===== Records supplied =====

#[cfg(test)]
mod tests {
    use super::*;
    use crate::board::Minefield;
    use crate::snapshot::tests::parse_rows;
    use crate::types::{CellStatus, Position};
    use proptest::prelude::*;
    use rand::rngs::SmallRng;
    use rand::SeedableRng;

    fn actions<C>(result: &SolveResult<'_, C>) -> Vec<(Position, Action)> {
        let mut v: Vec<(Position, Action)> = result.interactions.iter().map(|i| (i.position, i.action)).collect();
        v.sort_by_key(|&(p, a)| (p, a == Action::Flag));
        v
    }

    fn flags<C>(result: &SolveResult<'_, C>) -> Vec<Position> {
        actions(result)
            .into_iter()
            .filter(|&(_, a)| a == Action::Flag)
            .map(|(p, _)| p)
            .collect()
    }

    #[test]
    fn test_exhausted_one_is_flagged() {
        let rows = parse_rows(&[".1..", "11..", "00.."]);
        let result = solve(&rows, 2, &SolverConfig::default()).unwrap();
        assert_eq!(result.state, GameState::Solving);
        assert_eq!(result.tag, Some(SolverTag::Trivial));
        assert_eq!(result.tag.unwrap().code(), "0");
        assert_eq!(flags(&result), vec![Position::new(0, 0)]);
    }

    #[test]
    fn test_satisfied_two_reveals_remaining_neighbor() {
        let rows = parse_rows(&["F.F", "121", "000"]);
        let result = solve(&rows, 2, &SolverConfig::default()).unwrap();
        assert_eq!(result.state, GameState::Solving);
        assert_eq!(result.tag, Some(SolverTag::Trivial));
        assert_eq!(actions(&result), vec![(Position::new(1, 0), Action::Reveal)]);
    }

    #[test]
    fn test_fresh_board_opens_center() {
        let rows = vec![vec![CellStatus::Unknown; 9]; 9];
        let result = solve(&rows, 10, &SolverConfig::default()).unwrap();
        assert_eq!(result.state, GameState::Start);
        assert_eq!(result.tag, Some(SolverTag::Opening));
        assert_eq!(actions(&result), vec![(Position::new(4, 4), Action::Reveal)]);

        let passive = solve(&rows, 10, &SolverConfig::no_guess()).unwrap();
        assert_eq!(passive.state, GameState::Start);
        assert_eq!(passive.tag, None);
        assert!(passive.interactions.is_empty());
    }

    #[test]
    fn test_interactions_point_at_caller_cells() {
        struct Tile {
            status: CellStatus,
        }
        impl SourceCell for Tile {
            fn status(&self) -> CellStatus {
                self.status
            }
        }
        fn assert_serialize<T: Serialize>(_: &T) {}

        let rows: Vec<Vec<Tile>> = (0..3)
            .map(|_| (0..3).map(|_| Tile { status: CellStatus::Unknown }).collect())
            .collect();
        let result = solve(&rows, 1, &SolverConfig::default()).unwrap();
        assert_serialize(&result);
        assert_eq!(result.interactions.len(), 1);
        assert!(std::ptr::eq(result.interactions[0].target, &rows[1][1]));
    }

    #[test]
    fn test_hidden_equals_mines_is_solved() {
        for rows in [["F.", "22"], ["..", "22"]] {
            let rows = parse_rows(&rows);
            let result = solve(&rows, 2, &SolverConfig::default()).unwrap();
            assert_eq!(result.state, GameState::Solved);
            assert_eq!(result.tag, None);
            assert!(result.interactions.is_empty());
        }
    }

    #[test]
    fn test_empty_board_is_solved() {
        let rows: Vec<Vec<CellStatus>> = Vec::new();
        let result = solve(&rows, 0, &SolverConfig::default()).unwrap();
        assert_eq!(result.state, GameState::Solved);
    }

    #[test]
    fn test_revealed_mine_is_death() {
        let rows = parse_rows(&["*1", "11"]);
        let result = solve(&rows, 1, &SolverConfig::default()).unwrap();
        assert_eq!(result.state, GameState::Death);
        assert_eq!(result.tag, None);
        assert!(result.interactions.is_empty());
    }

    #[test]
    fn test_one_two_one_resolved_by_exhaustive_search() {
        let rows = parse_rows(&["...", "121", "000"]);
        let result = solve(&rows, 2, &SolverConfig::exhaustive_only(false)).unwrap();
        assert_eq!(result.state, GameState::Solving);
        assert_eq!(result.tag, Some(SolverTag::ExhaustiveNoGuess));
        assert_eq!(result.tag.unwrap().code(), "3");
        assert_eq!(
            actions(&result),
            vec![
                (Position::new(0, 0), Action::Flag),
                (Position::new(1, 0), Action::Reveal),
                (Position::new(2, 0), Action::Flag),
            ]
        );
    }

    #[test]
    fn test_one_two_one_with_outsiders() {
        // Same pattern with untouched cells above it and a spare mine
        let rows = parse_rows(&["...", "...", "121", "000"]);
        let result = solve(&rows, 3, &SolverConfig::exhaustive_only(false)).unwrap();
        assert_eq!(result.tag, Some(SolverTag::ExhaustiveNoGuess));
        assert_eq!(
            actions(&result),
            vec![
                (Position::new(0, 1), Action::Flag),
                (Position::new(1, 1), Action::Reveal),
                (Position::new(2, 1), Action::Flag),
            ]
        );
    }

    #[test]
    fn test_local_tiers_run_before_exhaustive_search() {
        let rows = parse_rows(&["...", "121", "000"]);
        let result = solve(&rows, 2, &SolverConfig::default()).unwrap();
        assert_eq!(result.tag, Some(SolverTag::Suffocation));
        assert_eq!(actions(&result), vec![(Position::new(1, 0), Action::Reveal)]);

        let config = SolverConfig {
            suffocation: false,
            ..SolverConfig::default()
        };
        let result = solve(&rows, 2, &config).unwrap();
        assert_eq!(result.tag, Some(SolverTag::DigitCombination));
        assert_eq!(flags(&result), vec![Position::new(0, 0), Position::new(2, 0)]);
    }

    #[test]
    fn test_fifty_fifty_stuck_without_guessing() {
        let rows = parse_rows(&["..", "11", "00"]);
        let result = solve(&rows, 1, &SolverConfig::no_guess()).unwrap();
        assert_eq!(result.state, GameState::Stuck);
        assert_eq!(result.tag, Some(SolverTag::Stuck));
        assert!(result.interactions.is_empty());

        // Calling again changes nothing
        let again = solve(&rows, 1, &SolverConfig::no_guess()).unwrap();
        assert_eq!(again.state, GameState::Stuck);
        assert!(again.interactions.is_empty());

        let guessed = solve(&rows, 1, &SolverConfig::default()).unwrap();
        assert_eq!(guessed.state, GameState::Solving);
        assert_eq!(guessed.tag, Some(SolverTag::ExhaustiveGuess));
        assert_eq!(guessed.interactions.len(), 1);
        assert_eq!(guessed.interactions[0].action, Action::Reveal);
        assert_eq!(guessed.interactions[0].position.y, 0);
    }

    #[test]
    fn test_global_count_clears_outsiders() {
        // The "1" holds the only mine, so every cell away from it is safe.
        let rows = parse_rows(&[".1..........", "............"]);
        let result = solve(&rows, 1, &SolverConfig::default()).unwrap();
        assert_eq!(result.tag, Some(SolverTag::ExhaustiveNoGuess));
        let found = actions(&result);
        assert_eq!(found.len(), 18);
        assert!(found.iter().all(|&(p, a)| a == Action::Reveal && p.x >= 3));
    }

    #[test]
    fn test_inconsistent_board_is_an_error() {
        // A "3" with only two hidden neighbors
        let rows = parse_rows(&["...", "31."]);
        let config = SolverConfig {
            suffocation: false,
            ..SolverConfig::default()
        };
        assert_eq!(
            solve(&rows, 3, &config).err(),
            Some(SolverError::UnsatisfiableDigit {
                position: Position::new(0, 1)
            })
        );
        assert!(matches!(
            solve(&rows, 3, &SolverConfig::exhaustive_only(true)).err(),
            Some(SolverError::UnsatisfiableGrouping { .. })
        ));
    }

    #[test]
    fn test_over_flagged_board_is_an_error() {
        let rows = parse_rows(&["FF..", "22..", "...."]);
        assert!(matches!(
            solve(&rows, 1, &SolverConfig::default()).err(),
            Some(SolverError::MineCountExceeded { flagged: 2, mines: 1 })
        ));
    }

    #[test]
    fn test_deductions_deduplicate() {
        let mut d = Deductions::default();
        assert!(d.is_empty());
        d.reveal(3);
        d.reveal(3);
        d.flag(5);
        d.flag(5);
        assert_eq!(d.reveal, vec![3]);
        assert_eq!(d.flag, vec![5]);
    }

    // ─── Simulated games ────────────────────────────────────────────────────

    /// Play a seeded game from a revealed center, checking every certain move
    /// against the real mines. Returns the state the game ends in.
    fn play(width: usize, height: usize, mines: usize, seed: u64, config: &SolverConfig) -> GameState {
        let mut rng = SmallRng::seed_from_u64(seed);
        let center = Position::new(width / 2, height / 2);
        let mut field = Minefield::random(width, height, mines, center, 1, &mut rng);
        field.apply(center, Action::Reveal);

        for _ in 0..=width * height {
            let rows = field.rows();
            let result = solve(&rows, field.mine_count(), config).unwrap();
            if result.interactions.is_empty() {
                return result.state;
            }

            let guess = result.tag == Some(SolverTag::ExhaustiveGuess);
            for i in &result.interactions {
                if !guess {
                    match i.action {
                        Action::Flag => assert!(field.is_mine(i.position), "flagged safe cell {}", i.position),
                        Action::Reveal => assert!(!field.is_mine(i.position), "revealed mine {}", i.position),
                    }
                }
                field.apply(i.position, i.action);
            }

            // No clue ever ends up with more flags than its value
            let rows = field.rows();
            let snap = Snapshot::new(&rows, field.mine_count()).unwrap();
            for idx in 0..snap.len() {
                if let Some(v) = snap.clue(idx) {
                    assert!(snap.stats(idx).flagged <= v, "over-flagged clue at {}", snap.position(idx));
                }
            }
        }
        panic!("game did not finish");
    }

    #[test]
    fn test_beginner_games_finish() {
        for seed in 0..20 {
            let state = play(9, 9, 10, seed, &SolverConfig::default());
            assert!(matches!(state, GameState::Solved | GameState::Death), "seed {seed}: {state:?}");
        }
    }

    #[test]
    fn test_no_guess_games_end_solved_or_stuck() {
        for seed in 0..10 {
            let state = play(16, 16, 40, seed, &SolverConfig::no_guess());
            assert!(matches!(state, GameState::Solved | GameState::Stuck), "seed {seed}: {state:?}");
        }
    }

    proptest! {
        #![proptest_config(ProptestConfig::with_cases(32))]

        #[test]
        fn prop_exhaustive_moves_are_sound(seed in any::<u64>(), mines in 5usize..=25) {
            let state = play(10, 8, mines, seed, &SolverConfig::exhaustive_only(true));
            prop_assert!(matches!(state, GameState::Solved | GameState::Death));
        }

        #[test]
        fn prop_no_guess_result_is_idempotent(seed in any::<u64>()) {
            let mut rng = SmallRng::seed_from_u64(seed);
            let mut field = Minefield::random(8, 8, 12, Position::new(4, 4), 1, &mut rng);
            field.apply(Position::new(4, 4), Action::Reveal);
            loop {
                let rows = field.rows();
                let result = solve(&rows, field.mine_count(), &SolverConfig::no_guess()).unwrap();
                if result.interactions.is_empty() {
                    let again = solve(&rows, field.mine_count(), &SolverConfig::no_guess()).unwrap();
                    prop_assert_eq!(again.state, result.state);
                    prop_assert_eq!(again.tag, result.tag);
                    prop_assert!(again.interactions.is_empty());
                    break;
                }
                for i in &result.interactions {
                    field.apply(i.position, i.action);
                }
            }
        }
    }
}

=====

# Exercise instructions
Search the records above for the word "Tile" and give the number of lines where it occurs, nothing else.

# Solution to the exercise
4